From a thematic perspective, the particular response to The Killing Joke – the response that was sui generis to Birds of Prey existing – ensured Barbara Gordon’s durability through the ’86-’06 period. Under various hands, the Bat-titles often had a complicated struggle with integrating female protagonists into the mix (and more on that below, with Detective) and an even greater struggle, perhaps, with retaining characters who were simply fun. In an alternate timeline without authors responding to TKJ, one can easily imagine Batgirl continuing to drift conceptually, ever more forgotten, ever more peripheral, until getting a four-issue miniseries as part of DCYou. Instead, by a deeply definitive traumatic event becoming central to her superheroic identity, Barbara became more like the Batman that Batman was himself now becoming. Barbara, as Oracle, became reserved, manipulative, paranoid, brilliant, tricky and mission-orientated. And in doing so, Barbara became a woman with a disability that for decades was not and perhaps could not be sidelined or ignored because she embodied so much of what Gotham stories wanted to be about.

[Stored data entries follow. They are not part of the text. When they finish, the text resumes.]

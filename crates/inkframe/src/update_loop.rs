//! Continuous refresh loop for externally powered frames.
//!
//! On battery the frame renders once and shuts down; on external power it
//! stays up and cycles here. Each cycle sleeps one interval in short
//! chunks, polling external power between chunks so a pulled plug is
//! noticed within seconds rather than at the end of the interval. The
//! wake alarm is re-armed every cycle, and always before the loop exits,
//! so a shutdown that follows power loss still has a wake scheduled.

use std::time::Duration;

use ink_common::{image_source::fetch_image, FrameError};
use tokio::time::sleep;
use tracing::{debug, info, warn};

use crate::orchestrator::Frame;

#[derive(Debug, Clone, Copy, PartialEq, Eq)]
enum LoopState {
    Running,
    /// Power was lost; re-arm the alarm, then stop without refreshing.
    Draining,
    Stopped,
}

/// One cycle's sleep diagnostics: how long was slept and what each
/// power poll saw. Lives for one iteration, for the debug log only.
struct UpdateCycle {
    interval: Duration,
    slept: Duration,
    polls: Vec<bool>,
}

/// Periodic refresh driver.
pub struct UpdateLoop {
    interval: Duration,
    check_interval: Duration,
}

impl UpdateLoop {
    /// How often external power is polled while sleeping an interval.
    pub const CHECK_INTERVAL: Duration = Duration::from_secs(5);

    pub fn from_minutes(minutes: u64) -> Self {
        Self::new(
            Duration::from_secs(minutes.saturating_mul(60)),
            Self::CHECK_INTERVAL,
        )
    }

    pub fn new(interval: Duration, check_interval: Duration) -> Self {
        Self {
            interval,
            check_interval: check_interval.max(Duration::from_millis(1)),
        }
    }

    pub fn interval(&self) -> Duration {
        self.interval
    }

    /// Cycle until external power is lost.
    ///
    /// Power poll failures are fatal: with the module unreachable the loop
    /// cannot tell whether it is safe to keep running. Fetch and render
    /// failures only skip the refresh; the previous frame stays up.
    pub async fn run(&self, frame: &mut Frame) -> Result<(), FrameError> {
        let offset_seconds = self.interval.as_secs() as i64;
        let mut state = LoopState::Running;

        info!(
            "update loop started, refreshing every {}s",
            self.interval.as_secs()
        );

        loop {
            match state {
                LoopState::Running => {}
                LoopState::Draining => {
                    state = LoopState::Stopped;
                    continue;
                }
                LoopState::Stopped => break,
            }

            let mut cycle = UpdateCycle {
                interval: self.interval,
                slept: Duration::ZERO,
                polls: Vec::new(),
            };
            let mut remaining = self.interval;
            while remaining > Duration::ZERO && state == LoopState::Running {
                let chunk = remaining.min(self.check_interval);
                sleep(chunk).await;
                remaining = remaining.saturating_sub(chunk);
                cycle.slept += chunk;

                let powered = frame.client.is_externally_powered().await?;
                cycle.polls.push(powered);
                if !powered {
                    info!("external power lost, stopping after re-arm");
                    state = LoopState::Draining;
                }
            }
            debug!(
                "cycle sleep done: {:?} of {:?}, power polls {:?}",
                cycle.slept, cycle.interval, cycle.polls
            );

            // Re-arm every cycle, and on the way out, so the module always
            // holds a wake time in the near future.
            frame
                .scheduler
                .arm(&mut frame.client, offset_seconds)
                .await?;
            frame.telemetry.publish_battery(&mut frame.client).await;

            if state == LoopState::Draining {
                continue;
            }

            match fetch_image(&frame.http, &frame.image_url, frame.fetch_policy).await {
                Ok(image) => {
                    let mut display = frame.display.lock().await;
                    if let Err(e) = display.render(&image).await {
                        warn!("display refresh failed, keeping previous frame: {}", e);
                    }
                }
                Err(e) => warn!("image fetch failed, skipping this refresh: {}", e),
            }

            if !frame.client.is_externally_powered().await? {
                info!("external power lost after refresh, stopping");
                state = LoopState::Draining;
            }
        }

        info!("update loop stopped");
        Ok(())
    }
}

Gail Simone was initially given the task of restoring Batgirl in the New 52, but it’s widely known that she was initially reluctant to see Oracle resume the Batgirl role. Simply “wiping away” her trauma and her physical challenges has been a legitimate concern as a mark of disrespect to the many survivors who found Oracle’s story an identifiable one, and returning her to the sunny optimist felt out of place given how critically her hope and love was re-earned and re-established in the wake of her losses. Reversing the trauma in such a hurry, unmoored from a broader context, necessarily felt like a cheat but glossing over the trauma felt like a dissonant note. For those who considered it foundational, the character became lost.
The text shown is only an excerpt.